Sen. Marco Rubio should resign, not rip us off
After five years in the U.S. Senate, Marco Rubio does not like his job. A long-time friend told The Washington Post “he hates it.” Rubio says hate might be too strong a word, but he sure acts like he hates his job.
Rubio has missed more votes than any other senator this year. His seat is regularly empty for floor votes, committee meetings and intelligence briefings. He says he’s MIA from his J-O-B because he finds it frustrating and wants to be president, instead.
“I’m not missing votes because I’m on vacation,” he told CNN on Sunday. “I’m running for president so that the votes they take in the Senate are actually meaningful again.”
Sorry, senator, but Floridians sent you to Washington to do a job. We’ve got serious problems with clogged highways, eroding beaches, flat Social Security checks and people who want to shut down the government.
If you hate your job, senator, follow the honorable lead of House Speaker John Boehner and resign it.

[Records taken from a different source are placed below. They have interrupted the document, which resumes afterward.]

use crate::libs::checklist::ChapterProgress;
use crate::libs::error::{PlannerError, Result};
use rusqlite::{params, Connection};

const SELECT_PROGRESS: &str = "SELECT subject_id, chapter_id, is_ncert_read, is_video_watched, is_practice_done, revision_count
    FROM chapter_progress ORDER BY subject_id, chapter_id";
const UPSERT_PROGRESS: &str = "INSERT INTO chapter_progress
    (subject_id, chapter_id, is_ncert_read, is_video_watched, is_practice_done, revision_count, updated_at)
    VALUES (?1, ?2, ?3, ?4, ?5, ?6, CURRENT_TIMESTAMP)
    ON CONFLICT(subject_id, chapter_id) DO UPDATE SET
        is_ncert_read = excluded.is_ncert_read,
        is_video_watched = excluded.is_video_watched,
        is_practice_done = excluded.is_practice_done,
        revision_count = excluded.revision_count,
        updated_at = CURRENT_TIMESTAMP";

/// Checklist rows. Chapters without a row have nothing done.
pub struct Progress<'a> {
    conn: &'a Connection,
}

impl<'a> Progress<'a> {
    pub fn new(conn: &'a Connection) -> Self {
        Progress { conn }
    }

    pub fn fetch(&self) -> Result<Vec<ChapterProgress>> {
        let mut stmt = self
            .conn
            .prepare(SELECT_PROGRESS)
            .map_err(|e| PlannerError::persistence("load chapter progress", e))?;
        let rows = stmt
            .query_map([], |row| {
                Ok(ChapterProgress {
                    subject_id: row.get(0)?,
                    chapter_id: row.get(1)?,
                    is_ncert_read: row.get(2)?,
                    is_video_watched: row.get(3)?,
                    is_practice_done: row.get(4)?,
                    revision_count: row.get(5)?,
                })
            })
            .and_then(|rows| rows.collect::<rusqlite::Result<Vec<_>>>())
            .map_err(|e| PlannerError::persistence("load chapter progress", e))?;
        Ok(rows)
    }

    pub fn save(&mut self, progress: &ChapterProgress) -> Result<()> {
        self.conn
            .execute(
                UPSERT_PROGRESS,
                params![
                    progress.subject_id,
                    progress.chapter_id,
                    progress.is_ncert_read,
                    progress.is_video_watched,
                    progress.is_practice_done,
                    progress.revision_count
                ],
            )
            .map_err(|e| PlannerError::persistence("save chapter progress", e))?;
        Ok(())
    }
}
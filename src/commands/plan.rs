use super::parse_date;
use crate::{
    libs::{
        curriculum::Curriculum,
        error::PlannerError,
        messages::Message,
        planner::{GeneratedPlan, SettingsStore, StudyPlanner, TaskStore},
        session::Session,
        settings::{StudySettings, DEFAULT_DAILY_HOURS},
        view::View,
    },
    msg_info, msg_print, msg_success, msg_warning,
};
use anyhow::{Context, Result};
use chrono::{Local, NaiveDate};
use clap::{Args, Subcommand};
use dialoguer::{theme::ColorfulTheme, Confirm};
use rand::rngs::StdRng;
use rand::{Rng, SeedableRng};

#[derive(Debug, Args)]
pub struct PlanArgs {
    #[command(subcommand)]
    command: PlanCommand,
}

#[derive(Debug, Subcommand)]
enum PlanCommand {
    /// Schedule a theory and a practice task for every chapter
    Generate {
        /// First study day (YYYY-MM-DD, today, tomorrow)
        #[arg(short, long, default_value = "today")]
        start: String,
        /// Last study day; capped at the exam date
        #[arg(short, long)]
        end: Option<String>,
        /// Daily study hours, clamped to 1..=12
        #[arg(long, default_value_t = DEFAULT_DAILY_HOURS as i64, allow_negative_numbers = true)]
        hours: i64,
        /// Seed for reproducible dates
        #[arg(long)]
        seed: Option<u64>,
        /// Skip the confirmation when tasks already exist
        #[arg(short, long)]
        yes: bool,
    },
    /// Show tasks scheduled for a day
    Show {
        #[arg(short, long, default_value = "today")]
        date: String,
    },
    /// Show the saved study window
    Settings,
}

pub async fn cmd(args: PlanArgs) -> Result<()> {
    let session = Session::current()?;
    match args.command {
        PlanCommand::Generate {
            start,
            end,
            hours,
            seed,
            yes,
        } => handle_generate(&session, &start, end.as_deref(), hours, seed, yes),
        PlanCommand::Show { date } => handle_show(&session, &date),
        PlanCommand::Settings => handle_settings(&session),
    }
}

fn handle_generate(session: &Session, start: &str, end: Option<&str>, hours: i64, seed: Option<u64>, yes: bool) -> Result<()> {
    let today = Local::now().date_naive();
    let exam_date = session.config.exam.exam_date;
    if exam_date < today {
        return Err(PlannerError::validation(Message::ExamDatePassed(exam_date.to_string()).to_string()).into());
    }
    let mut planner = session.planner(today)?;

    let start_date = parse_date(start)?;
    let end_date = match end {
        Some(value) => parse_date(value)?,
        None => session.config.exam.exam_date,
    };
    if end_date > session.config.exam.exam_date {
        msg_warning!(Message::EndDateCapped(end_date.to_string(), session.config.exam.exam_date.to_string()));
    }
    let request = StudySettings::new(start_date, end_date, hours);

    let existing = planner.tasks().len();
    if existing > 0 && !yes {
        let confirmed = Confirm::with_theme(&ColorfulTheme::default())
            .with_prompt(Message::ConfirmRegeneratePlan(existing).to_string())
            .default(false)
            .interact()?;
        if !confirmed {
            msg_info!(Message::OperationCancelled);
            return Ok(());
        }
    }

    let mut rng = match seed {
        Some(seed) => StdRng::seed_from_u64(seed),
        None => StdRng::from_rng(&mut rand::rng()),
    };

    let plan = generate(&mut planner, &request, today, &mut rng)?;
    msg_success!(Message::PlanGenerated(
        plan.created,
        plan.phases.start_date.to_string(),
        plan.phases.theory_end.to_string(),
        plan.phases.end_date.to_string()
    ));
    Ok(())
}

/// Generates over the NEET curriculum; failures come back wrapped in `PlanGenerationFailed`.
fn generate<T, S, R>(
    planner: &mut StudyPlanner<T, S>,
    request: &StudySettings,
    today: NaiveDate,
    rng: &mut R,
) -> Result<GeneratedPlan>
where
    T: TaskStore,
    S: SettingsStore,
    R: Rng,
{
    planner
        .generate_auto_plan(&Curriculum::neet(), request, today, rng)
        .context(Message::PlanGenerationFailed)
}

fn handle_show(session: &Session, date: &str) -> Result<()> {
    let date = parse_date(date)?;
    let planner = session.planner(Local::now().date_naive())?;

    if planner.tasks().is_empty() {
        msg_info!(Message::NoPlanYet);
        return Ok(());
    }

    let tasks: Vec<_> = planner.tasks_on(date).into_iter().cloned().collect();
    if tasks.is_empty() {
        msg_info!(Message::NoTasksForDate(date.to_string()));
        return Ok(());
    }

    msg_print!(Message::PlanHeader(date.to_string()), true);
    View::tasks(&tasks, &Curriculum::neet())
}

fn handle_settings(session: &Session) -> Result<()> {
    let planner = session.planner(Local::now().date_naive())?;
    let settings = planner.settings();
    if planner.exam().exam_date < Local::now().date_naive() {
        msg_warning!(Message::ExamDatePassed(planner.exam().exam_date.to_string()));
    }
    msg_info!(Message::PlanSettings(
        settings.start_date.to_string(),
        settings.end_date.to_string(),
        settings.daily_hours
    ));
    msg_info!(Message::ExamCalendar(
        planner.exam().exam_date.to_string(),
        planner.exam().theory_deadline.to_string()
    ));
    Ok(())
}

Let us elect someone who wants to be there and earn an honest dollar for an honest day’s work. Don’t leave us without one of our two representatives in the Senate for the next 15 months or so.
Republican presidential candidate Marco Rubio speaks during a campaign rally at the Utah State Fairpark Monday, Oct. 19, 2015, in Salt Lake City. Rubio pitched himself as a fresh face in his party’s crowded primary contest during the campaign stop in Utah.
You are paid $174,000 per year to represent us, to fight for us, to solve our problems. Plus you take a $10,000 federal subsidy — declined by some in the Senate — to participate in one of the Obamacare health plans, though you are a big critic of Obamacare.
You are ripping us off, senator.
True, it’s not easy to raise money and run a presidential campaign while doing your day job. But two other candidates — Sens. Rand Paul and Bernie Sanders — have missed only 10 Senate votes during their campaigns for the White House. You, on the other hand, have missed 59, according to a tally by Politico. This includes votes on the Keystone pipeline, the Export-Import Bank and trade, to name just a few.
It is unpersuasive — and incredible, really — that you say your vote doesn’t matter. “Voting is not the most important part of the job,” you told CNN.
And it is unconscionable that when it comes to intelligence matters, including briefings on the Iran nuclear deal, you said, “we have a staffer that’s assigned to intelligence who gets constant briefings.”
And you want us to take you seriously as a presidential candidate?